My USB hub that I tend to use for debugging seems to add a horrible bit of extra noise in the power lines, so I have a basic 20 ohm / 100uF filter on the 5V line. Not the ideal way of dealing with this, but it removes a lot of annoying hum.
The signal part of the circuit is repeated twice for stereo output. AY mix used in vector06cc is L=C+B R=A+B. The 8253 and beeper output are always mono. Stereo AY sounds neat as it turns out.
I still have many questions and I may need to revisit this circuit later.
Two useful parts have arrived. One is a USB keyboard to serial adapter. The keyboard (and mouse) host looks like this:
It uses CH9350DS to do the dirty job of being a USB host to the mouse and keyboard and converts their output to scancode data on a serial port. Rather nice if true. The documentation is hard to decipher. Here's a link to a copy of the PDF: CH9350DS-Qinheng_KL-024-0000864.pdf There are DIP switches to select baud rate, also the function of two of them is to "set the state" whatever that means. There are only 32 combinations so it should be fine.

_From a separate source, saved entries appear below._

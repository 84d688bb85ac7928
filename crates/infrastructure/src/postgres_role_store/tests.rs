use sqlx::PgPool;
use sqlx::migrate::Migrator;
use sqlx::postgres::PgPoolOptions;

use maklaro_application::{RoleSeed, RoleStore};
use maklaro_core::TenantId;
use maklaro_domain::{Action, CommissionVisibility, DashboardScope, Module, Permission};

use super::PostgresRoleStore;

static MIGRATOR: Migrator = sqlx::migrate!("./migrations");

async fn test_pool() -> Option<PgPool> {
    let Ok(database_url) = std::env::var("DATABASE_URL") else {
        return None;
    };

    let pool = match PgPoolOptions::new()
        .max_connections(2)
        .connect(database_url.as_str())
        .await
    {
        Ok(pool) => pool,
        Err(error) => panic!("failed to connect to DATABASE_URL in test: {error}"),
    };

    if let Err(error) = MIGRATOR.run(&pool).await {
        panic!("failed to run migrations for postgres role store tests: {error}");
    }

    Some(pool)
}

async fn ensure_tenant(pool: &PgPool, tenant_id: TenantId, name: &str) {
    let slug = format!("t-{}", tenant_id.as_uuid().simple());
    let insert = sqlx::query(
        r#"
            INSERT INTO tenants (id, name, slug)
            VALUES ($1, $2, $3)
            ON CONFLICT (id) DO NOTHING
            "#,
    )
    .bind(tenant_id.as_uuid())
    .bind(name)
    .bind(slug)
    .execute(pool)
    .await;

    assert!(insert.is_ok());
}

fn admin_seed() -> RoleSeed {
    RoleSeed {
        name: "Org Admin".to_owned(),
        description: "Full administrative access".to_owned(),
        is_system: true,
        dashboard_scope: DashboardScope::Global,
        commission_visibility: CommissionVisibility::new(true, true, true),
    }
}

#[tokio::test]
async fn upsert_role_returns_the_same_row_on_replay() {
    let Some(pool) = test_pool().await else {
        return;
    };

    let store = PostgresRoleStore::new(pool.clone());
    let tenant_id = TenantId::new();
    ensure_tenant(&pool, tenant_id, "Role Tenant").await;

    let first = store.upsert_role(tenant_id, &admin_seed()).await;
    assert!(first.is_ok());
    let first = first.unwrap_or_else(|_| panic!("test"));
    assert_eq!(first.name, "Org Admin");
    assert_eq!(first.dashboard_scope, DashboardScope::Global);

    let second = store.upsert_role(tenant_id, &admin_seed()).await;
    assert!(second.is_ok());
    assert_eq!(second.unwrap_or_else(|_| panic!("test")).id, first.id);

    let count = store.count_roles(tenant_id).await;
    assert_eq!(count.unwrap_or(0), 1);
}

#[tokio::test]
async fn permissions_attach_once_and_clear_the_missing_list() {
    let Some(pool) = test_pool().await else {
        return;
    };

    let store = PostgresRoleStore::new(pool.clone());
    let tenant_id = TenantId::new();
    ensure_tenant(&pool, tenant_id, "Permission Tenant").await;

    let role = store.upsert_role(tenant_id, &admin_seed()).await;
    assert!(role.is_ok());
    let role = role.unwrap_or_else(|_| panic!("test"));

    let missing = store.list_roles_missing_permissions(tenant_id).await;
    assert_eq!(missing.unwrap_or_default(), vec!["Org Admin".to_owned()]);

    let grants = vec![
        Permission::new(Module::Clients, Action::View),
        Permission::new(Module::Clients, Action::Edit),
    ];
    let attached = store.insert_role_permissions(role.id, &grants).await;
    assert!(attached.is_ok());

    let replay = store.insert_role_permissions(role.id, &grants).await;
    assert!(replay.is_ok());

    let stored = sqlx::query_scalar::<_, i64>(
        r#"
            SELECT COUNT(*)
            FROM tenant_role_permissions
            WHERE role_id = $1
            "#,
    )
    .bind(role.id.as_uuid())
    .fetch_one(&pool)
    .await;
    assert_eq!(stored.unwrap_or(0), 2);

    let missing = store.list_roles_missing_permissions(tenant_id).await;
    assert!(missing.unwrap_or_default().is_empty());
}

#[tokio::test]
async fn find_role_by_name_is_tenant_scoped() {
    let Some(pool) = test_pool().await else {
        return;
    };

    let store = PostgresRoleStore::new(pool.clone());
    let first_tenant = TenantId::new();
    let second_tenant = TenantId::new();
    ensure_tenant(&pool, first_tenant, "First Tenant").await;
    ensure_tenant(&pool, second_tenant, "Second Tenant").await;

    let created = store.upsert_role(first_tenant, &admin_seed()).await;
    assert!(created.is_ok());

    let found = store.find_role_by_name(first_tenant, "Org Admin").await;
    assert!(found.is_ok());
    assert!(found.unwrap_or(None).is_some());

    let other = store.find_role_by_name(second_tenant, "Org Admin").await;
    assert!(other.is_ok());
    assert!(other.unwrap_or(None).is_none());
}
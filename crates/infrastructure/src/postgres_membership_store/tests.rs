use sqlx::PgPool;
use sqlx::migrate::Migrator;
use sqlx::postgres::PgPoolOptions;

use maklaro_application::MembershipStore;
use maklaro_core::TenantId;
use maklaro_domain::{RoleId, UserId};

use super::PostgresMembershipStore;

static MIGRATOR: Migrator = sqlx::migrate!("./migrations");

async fn test_pool() -> Option<PgPool> {
    let Ok(database_url) = std::env::var("DATABASE_URL") else {
        return None;
    };

    let pool = match PgPoolOptions::new()
        .max_connections(2)
        .connect(database_url.as_str())
        .await
    {
        Ok(pool) => pool,
        Err(error) => panic!("failed to connect to DATABASE_URL in test: {error}"),
    };

    if let Err(error) = MIGRATOR.run(&pool).await {
        panic!("failed to run migrations for postgres membership tests: {error}");
    }

    Some(pool)
}

async fn seed_tenant(pool: &PgPool) -> TenantId {
    let tenant_id = TenantId::new();
    let slug = format!("t-{}", tenant_id.as_uuid().simple());
    let insert = sqlx::query(
        r#"
            INSERT INTO tenants (id, name, slug)
            VALUES ($1, $2, $3)
            "#,
    )
    .bind(tenant_id.as_uuid())
    .bind("Membership Tenant")
    .bind(slug)
    .execute(pool)
    .await;
    assert!(insert.is_ok());

    tenant_id
}

async fn seed_identity(pool: &PgPool) -> UserId {
    let email = format!("member-{}@test.example", uuid::Uuid::new_v4().simple());
    let id = sqlx::query_scalar::<_, uuid::Uuid>(
        r#"
            INSERT INTO user_identities (email, password_hash)
            VALUES ($1, 'placeholder-hash')
            RETURNING id
            "#,
    )
    .bind(email)
    .fetch_one(pool)
    .await;

    UserId::from_uuid(id.unwrap_or_else(|_| panic!("test")))
}

async fn seed_role(pool: &PgPool, tenant_id: TenantId) -> RoleId {
    let id = sqlx::query_scalar::<_, uuid::Uuid>(
        r#"
            INSERT INTO tenant_roles (tenant_id, name, is_system, dashboard_scope)
            VALUES ($1, 'Org Admin', TRUE, 'global')
            RETURNING id
            "#,
    )
    .bind(tenant_id.as_uuid())
    .fetch_one(pool)
    .await;

    RoleId::from_uuid(id.unwrap_or_else(|_| panic!("test")))
}

#[tokio::test]
async fn membership_upsert_reports_only_the_first_insert() {
    let Some(pool) = test_pool().await else {
        return;
    };

    let store = PostgresMembershipStore::new(pool.clone());
    let tenant_id = seed_tenant(&pool).await;
    let user_id = seed_identity(&pool).await;

    let first = store.ensure_membership(tenant_id, user_id).await;
    assert!(first.is_ok());
    assert!(first.unwrap_or(false));

    let second = store.ensure_membership(tenant_id, user_id).await;
    assert!(second.is_ok());
    assert!(!second.unwrap_or(true));
}

#[tokio::test]
async fn role_assignment_upsert_and_existence_check_agree() {
    let Some(pool) = test_pool().await else {
        return;
    };

    let store = PostgresMembershipStore::new(pool.clone());
    let tenant_id = seed_tenant(&pool).await;
    let user_id = seed_identity(&pool).await;
    let role_id = seed_role(&pool, tenant_id).await;

    let before = store
        .role_assignment_exists(tenant_id, user_id, role_id)
        .await;
    assert!(before.is_ok());
    assert!(!before.unwrap_or(true));

    let assigned = store
        .ensure_role_assignment(tenant_id, user_id, role_id, "platform-owner")
        .await;
    assert!(assigned.is_ok());
    assert!(assigned.unwrap_or(false));

    let after = store
        .role_assignment_exists(tenant_id, user_id, role_id)
        .await;
    assert!(after.is_ok());
    assert!(after.unwrap_or(false));

    let replay = store
        .ensure_role_assignment(tenant_id, user_id, role_id, "platform-owner")
        .await;
    assert!(replay.is_ok());
    assert!(!replay.unwrap_or(true));

    let assigned_by = sqlx::query_scalar::<_, String>(
        r#"
            SELECT assigned_by
            FROM tenant_role_assignments
            WHERE tenant_id = $1 AND user_id = $2 AND role_id = $3
            "#,
    )
    .bind(tenant_id.as_uuid())
    .bind(user_id.as_uuid())
    .bind(role_id.as_uuid())
    .fetch_one(&pool)
    .await;
    assert_eq!(
        assigned_by.unwrap_or_default(),
        "platform-owner".to_owned()
    );
}
use maklaro_core::{AppError, AppResult};

/// Generates a high-entropy throwaway secret for a new identity.
///
/// Only the hash of this value is ever persisted; the administrator sets a
/// real credential through the handoff link, never through this secret.
pub(super) fn generate_throwaway_secret() -> AppResult<String> {
    let mut bytes = [0u8; 32];
    getrandom::fill(&mut bytes).map_err(|error| {
        AppError::Internal(format!("failed to generate throwaway secret: {error}"))
    })?;

    Ok(hex_encode(&bytes))
}

/// Generates a cryptographically random setup token and its SHA-256 hash.
///
/// Returns `(raw_token_hex, sha256_hash_hex)`. The raw token goes into the
/// emailed link; only the hash reaches storage.
pub(super) fn generate_setup_token() -> AppResult<(String, String)> {
    let mut bytes = [0u8; 32];
    getrandom::fill(&mut bytes)
        .map_err(|error| AppError::Internal(format!("failed to generate setup token: {error}")))?;

    let raw_token = hex_encode(&bytes);
    let hash = hash_token(&raw_token);
    Ok((raw_token, hash))
}

/// Computes the SHA-256 hash of a token string for storage.
pub(super) fn hash_token(raw_token: &str) -> String {
    use sha2::{Digest, Sha256};

    let mut hasher = Sha256::new();
    hasher.update(raw_token.as_bytes());
    hex_encode(&hasher.finalize())
}

fn hex_encode(bytes: &[u8]) -> String {
    use std::fmt::Write;

    bytes
        .iter()
        .fold(String::with_capacity(bytes.len() * 2), |mut acc, byte| {
            let _ = write!(acc, "{byte:02x}");
            acc
        })
}
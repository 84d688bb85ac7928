mod database;
mod email;
mod state_builder;

pub use database::connect_and_migrate;
pub use state_builder::build_app_state;
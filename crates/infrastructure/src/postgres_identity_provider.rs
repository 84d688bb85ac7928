//! PostgreSQL-backed identity provider.

use async_trait::async_trait;
use sqlx::PgPool;

use maklaro_application::{IdentityProvider, NewIdentity, UserIdentity};
use maklaro_core::{AppError, AppResult};
use maklaro_domain::{AccountTier, UserId, UserProfile};

/// PostgreSQL implementation of the identity provider port.
#[derive(Clone)]
pub struct PostgresIdentityProvider {
    pool: PgPool,
}

impl PostgresIdentityProvider {
    /// Creates a provider with the provided connection pool.
    #[must_use]
    pub fn new(pool: PgPool) -> Self {
        Self { pool }
    }
}

#[derive(Debug, sqlx::FromRow)]
struct IdentityRow {
    id: uuid::Uuid,
    email: String,
    first_name: String,
    last_name: String,
    phone: Option<String>,
    language: String,
    account_tier: String,
    confirmed_at: Option<chrono::DateTime<chrono::Utc>>,
}

impl TryFrom<IdentityRow> for UserIdentity {
    type Error = AppError;

    fn try_from(row: IdentityRow) -> Result<Self, Self::Error> {
        Ok(Self {
            id: UserId::from_uuid(row.id),
            email: row.email,
            profile: UserProfile::from_parts(row.first_name, row.last_name, row.phone),
            language: row.language,
            account_tier: AccountTier::parse(row.account_tier.as_str())?,
            confirmed: row.confirmed_at.is_some(),
        })
    }
}

mod account;
mod lookup;
mod tokens;

#[cfg(test)]
mod tests;

#[async_trait]
impl IdentityProvider for PostgresIdentityProvider {
    async fn find_identity_by_email(&self, email: &str) -> AppResult<Option<UserIdentity>> {
        self.find_identity_by_email_impl(email).await
    }

    async fn insert_identity(&self, identity: &NewIdentity) -> AppResult<Option<UserIdentity>> {
        self.insert_identity_impl(identity).await
    }

    async fn update_profile(&self, user_id: UserId, profile: &UserProfile) -> AppResult<()> {
        self.update_profile_impl(user_id, profile).await
    }

    async fn promote_to_staff(&self, user_id: UserId) -> AppResult<()> {
        self.promote_to_staff_impl(user_id).await
    }

    async fn store_credential_setup_token(
        &self,
        email: &str,
        token_hash: &str,
        redirect_url: &str,
        expires_at: chrono::DateTime<chrono::Utc>,
    ) -> AppResult<()> {
        self.store_credential_setup_token_impl(email, token_hash, redirect_url, expires_at)
            .await
    }
}
use super::checks::{check_postgres, check_role_templates};
use super::*;

pub async fn health_handler(State(state): State<AppState>) -> (StatusCode, Json<HealthResponse>) {
    let postgres = check_postgres(state.postgres_pool.clone()).await;
    let role_templates = check_role_templates();

    let ready = is_healthy(postgres.status) && is_healthy(role_templates.status);
    let status = if ready { "ok" } else { "degraded" };
    let http_status = if ready {
        StatusCode::OK
    } else {
        tracing::warn!(
            postgres = postgres.status,
            role_templates = role_templates.status,
            "health check reporting degraded"
        );
        StatusCode::SERVICE_UNAVAILABLE
    };

    (
        http_status,
        Json(HealthResponse {
            status,
            ready,
            postgres,
            role_templates,
        }),
    )
}

fn is_healthy(status: &str) -> bool {
    status == "ok"
}
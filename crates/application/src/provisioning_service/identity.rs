use std::sync::Arc;

use maklaro_core::{AppError, AppResult};
use maklaro_domain::{AccountTier, EmailAddress, UserProfile};

use super::token_crypto::generate_throwaway_secret;
use crate::provisioning_ports::{IdentityProvider, NewIdentity, UserIdentity};

/// Port for hashing generated credentials. Keeps the application layer free
/// of direct cryptographic library coupling.
pub trait SecretHasher: Send + Sync {
    /// Hashes a secret using Argon2id.
    fn hash_secret(&self, secret: &str) -> AppResult<String>;
}

/// Identity resolved by the provisioning workflow.
#[derive(Debug, Clone, PartialEq, Eq)]
pub struct ResolvedIdentity {
    /// The resolved or freshly created identity.
    pub identity: UserIdentity,
    /// Whether this call created the identity.
    pub is_new: bool,
}

/// Resolves the global identity behind an email address, creating one when
/// none exists.
#[derive(Clone)]
pub struct IdentityService {
    identities: Arc<dyn IdentityProvider>,
    secret_hasher: Arc<dyn SecretHasher>,
}

impl IdentityService {
    /// Creates a new identity service.
    #[must_use]
    pub fn new(
        identities: Arc<dyn IdentityProvider>,
        secret_hasher: Arc<dyn SecretHasher>,
    ) -> Self {
        Self {
            identities,
            secret_hasher,
        }
    }

    /// Resolves the identity owning `email`, creating it when absent.
    ///
    /// New identities start pre-confirmed at staff tier with a hashed
    /// throwaway secret. Reused identities get blank profile fields filled
    /// from the supplied profile and are raised to staff tier if they were
    /// client-tier; an administrator invite implies staff access.
    pub async fn resolve_or_create(
        &self,
        email: &EmailAddress,
        profile: &UserProfile,
        language: &str,
    ) -> AppResult<ResolvedIdentity> {
        if let Some(existing) = self
            .identities
            .find_identity_by_email(email.as_str())
            .await?
        {
            return self.reuse_identity(existing, profile).await;
        }

        let throwaway_secret = generate_throwaway_secret()?;
        let secret_hash = self.secret_hasher.hash_secret(&throwaway_secret)?;

        let new_identity = NewIdentity {
            email: email.as_str().to_owned(),
            secret_hash,
            profile: profile.clone(),
            language: language.to_owned(),
            account_tier: AccountTier::Staff,
            confirmed: true,
        };

        match self.identities.insert_identity(&new_identity).await? {
            Some(created) => Ok(ResolvedIdentity {
                identity: created,
                is_new: true,
            }),
            None => {
                // Lost a concurrent create for the same email; the stored
                // row wins and this call proceeds with it.
                let existing = self
                    .identities
                    .find_identity_by_email(email.as_str())
                    .await?
                    .ok_or_else(|| {
                        AppError::Store(format!(
                            "identity for '{}' vanished after an insert conflict",
                            email.as_str()
                        ))
                    })?;

                self.reuse_identity(existing, profile).await
            }
        }
    }

    async fn reuse_identity(
        &self,
        mut identity: UserIdentity,
        supplied: &UserProfile,
    ) -> AppResult<ResolvedIdentity> {
        if let Some(merged) = identity.profile.merge_missing(supplied) {
            self.identities
                .update_profile(identity.id, &merged)
                .await?;
            identity.profile = merged;
        }

        if identity.account_tier == AccountTier::Client {
            self.identities.promote_to_staff(identity.id).await?;
            identity.account_tier = AccountTier::Staff;
        }

        Ok(ResolvedIdentity {
            identity,
            is_new: false,
        })
    }
}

If the docs are to be believed, the output serial levels are 3V3 so that's nice.
The other part is a WM8978 audio codec. It's a neat little board (or an MP3 learning pole, apparently) that looks like this:
Unfortunately input and output jacks are not colour-coded. There's also a little microphone soldered from the opposite side for some reason. I don't really think it would be very useful in a vector-06c, but we'll see, maybe we can tape load over-the-air.
The codec chip is a bit more advanced than I need for this project. I could easily get away with a 1-bit sigma-delta DAC, but this board also provides with a nice pair of 3.5mm jack connectors so it seemed like a nice thing to have. The datasheet is rather intimidating though. I've found a couple of projects with initial setup code that I hope would serve as a reference.
The datasheet link: https://www.mouser.com/datasheet/2/76/WM8978_v4.5-1141768.pdf
The pinout is labelled from the reverse side, but you can't see it fully because of the microphone, so here's the pinout picture:
It's also a rare case when a schematic is available, so here it is:
I have not yet tried any of these boards.
vector06cc relied on existing CPU cores. For the main computer it was the good old T8080 by MikeJ, which I fixed in a few places to work as a proper 8080 back in the day. For the floppy emulation I used 65c02 by Peter Wendrich. Both are excellent cores and they worked well. However I started noticing instabilities when building my project for Tang Nano 9K. The problem is that the chip was over capacity, and Gowin tools start to behave unpredictably when this happens. I needed to free up some floor space. For example, a perfectly working floppy subsystem stops reading SD card when I add a sound chip. Or the main computer can't exit reset state when I add a floppy. And it's different every time. It's impossible to advance when things turn up like that.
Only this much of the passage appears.